## Task goal
Every line of the records that holds the word "FastInfosetError" should be copied out.
BEGIN
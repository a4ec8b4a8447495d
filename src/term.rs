//! Elixir Term Conversion Utilities
//!
//! Converts vocabulary results, qualified names and errors to Elixir terms,
//! and decodes the configuration map accepted by the constructors.

use rustler::types::map::MapIterator;
use rustler::{Atom, Encoder, Env, NewBinary, NifResult, Term};
use tracing::warn;

use crate::config::{NameKeyMode, VocabularyConfig};
use crate::error::FastInfosetError;
use crate::index::Obtained;
use crate::vocab::{QualifiedName, TableKind};

rustler::atoms! {
    ok,
    error,
    found,
    inserted,
    local_name,
    qualified_name,
    unknown_table,
    mutex_poisoned,
    allocation_limit_exceeded,
    unknown_algorithm,
    malformed_algorithm_data,
    illegal_vocabulary_operation,
    duplicate_attribute,
    io,
}

/// `{:found, index}` or `{:inserted, index}`
pub fn obtained_to_term<'a>(env: Env<'a>, obtained: Obtained) -> Term<'a> {
    match obtained {
        Obtained::Found(i) => (found(), i).encode(env),
        Obtained::Inserted(i) => (inserted(), i).encode(env),
    }
}

/// `{prefix, namespace_name, local_name}` as binaries
pub fn qualified_name_to_term<'a>(env: Env<'a>, name: &QualifiedName) -> Term<'a> {
    (
        str_to_binary(env, &name.prefix),
        str_to_binary(env, &name.namespace_name),
        str_to_binary(env, &name.local_name),
    )
        .encode(env)
}

/// `{:error, {kind, message}}`
pub fn error_to_term<'a>(env: Env<'a>, err: &FastInfosetError) -> Term<'a> {
    let kind = match err {
        FastInfosetError::AllocationLimitExceeded { .. } => allocation_limit_exceeded(),
        FastInfosetError::UnknownAlgorithm(_) => unknown_algorithm(),
        FastInfosetError::MalformedAlgorithmData(_) => malformed_algorithm_data(),
        FastInfosetError::IllegalVocabularyOperation(_) => illegal_vocabulary_operation(),
        FastInfosetError::DuplicateAttribute(_) => duplicate_attribute(),
        FastInfosetError::Io(_) => io(),
    };
    (error(), (kind, err.to_string())).encode(env)
}

/// `{:error, reason}` for failures outside the library, such as a poisoned lock
pub fn reason_to_term<'a>(env: Env<'a>, reason: &str) -> Term<'a> {
    let atom = match reason {
        "mutex_poisoned" => mutex_poisoned(),
        _ => unknown_table(),
    };
    (error(), atom).encode(env)
}

/// Table kind from its name; `local_name` and `local-name` both resolve
pub fn table_kind(name: &str) -> Result<TableKind, &'static str> {
    TableKind::from_name(name).ok_or("unknown_table")
}

/// Build a `VocabularyConfig` from an Elixir map, starting from the
/// environment defaults. Nil values keep the default.
pub fn decode_config(term: Term) -> NifResult<VocabularyConfig> {
    let mut config = VocabularyConfig::from_env();
    let entries = MapIterator::new(term).ok_or(rustler::Error::BadArg)?;

    for (key, value) in entries {
        let key = key.atom_to_string()?;
        if key == "name_key_mode" {
            let mode: Atom = value.decode()?;
            config.name_key_mode = if mode == local_name() {
                NameKeyMode::LocalName
            } else if mode == qualified_name() {
                NameKeyMode::QualifiedName
            } else {
                return Err(rustler::Error::BadArg);
            };
            continue;
        }

        let Some(n) = value.decode::<Option<usize>>()? else {
            continue;
        };
        let limits = &mut config.indexing;
        match key.as_str() {
            "initial_array_capacity" => config.initial_array_capacity = n,
            "initial_hash_capacity" => config.initial_hash_capacity = n,
            "identifying_max_items" => config.identifying_max_items = n,
            "non_identifying_max_items" => config.non_identifying_max_items = n,
            "non_identifying_max_characters" => config.non_identifying_max_characters = n,
            "min_attribute_value_size" => limits.min_attribute_value_size = n,
            "max_attribute_value_size" => limits.max_attribute_value_size = n,
            "attribute_value_memory_limit" => limits.attribute_value_memory_limit = n,
            "min_character_content_size" => limits.min_character_content_size = n,
            "max_character_content_size" => limits.max_character_content_size = n,
            "character_content_memory_limit" => limits.character_content_memory_limit = n,
            other => warn!(key = other, "ignoring unknown vocabulary option"),
        }
    }
    Ok(config)
}

/// Convert a string to a binary term (more efficient than .encode())
#[inline]
pub fn str_to_binary<'a>(env: Env<'a>, s: &str) -> Term<'a> {
    bytes_to_binary(env, s.as_bytes())
}

#[inline]
pub fn bytes_to_binary<'a>(env: Env<'a>, bytes: &[u8]) -> Term<'a> {
    let mut binary = NewBinary::new(env, bytes.len());
    binary.as_mut_slice().copy_from_slice(bytes);
    binary.into()
}

#[cfg(test)]
mod tests {
    use super::*;

    #[test]
    fn test_table_kind_names() {
        assert_eq!(table_kind("local_name"), Ok(TableKind::LocalName));
        assert_eq!(table_kind("character-content-chunk"), Ok(TableKind::CharacterContentChunk));
        assert_eq!(table_kind("nope"), Err("unknown_table"));
    }
}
END
## The completed task
use crate::error::FastInfosetError;
pub fn error_to_term<'a>(env: Env<'a>, err: &FastInfosetError) -> Term<'a> {
        FastInfosetError::AllocationLimitExceeded { .. } => allocation_limit_exceeded(),
        FastInfosetError::UnknownAlgorithm(_) => unknown_algorithm(),
        FastInfosetError::MalformedAlgorithmData(_) => malformed_algorithm_data(),
        FastInfosetError::IllegalVocabularyOperation(_) => illegal_vocabulary_operation(),
        FastInfosetError::DuplicateAttribute(_) => duplicate_attribute(),
        FastInfosetError::Io(_) => io(),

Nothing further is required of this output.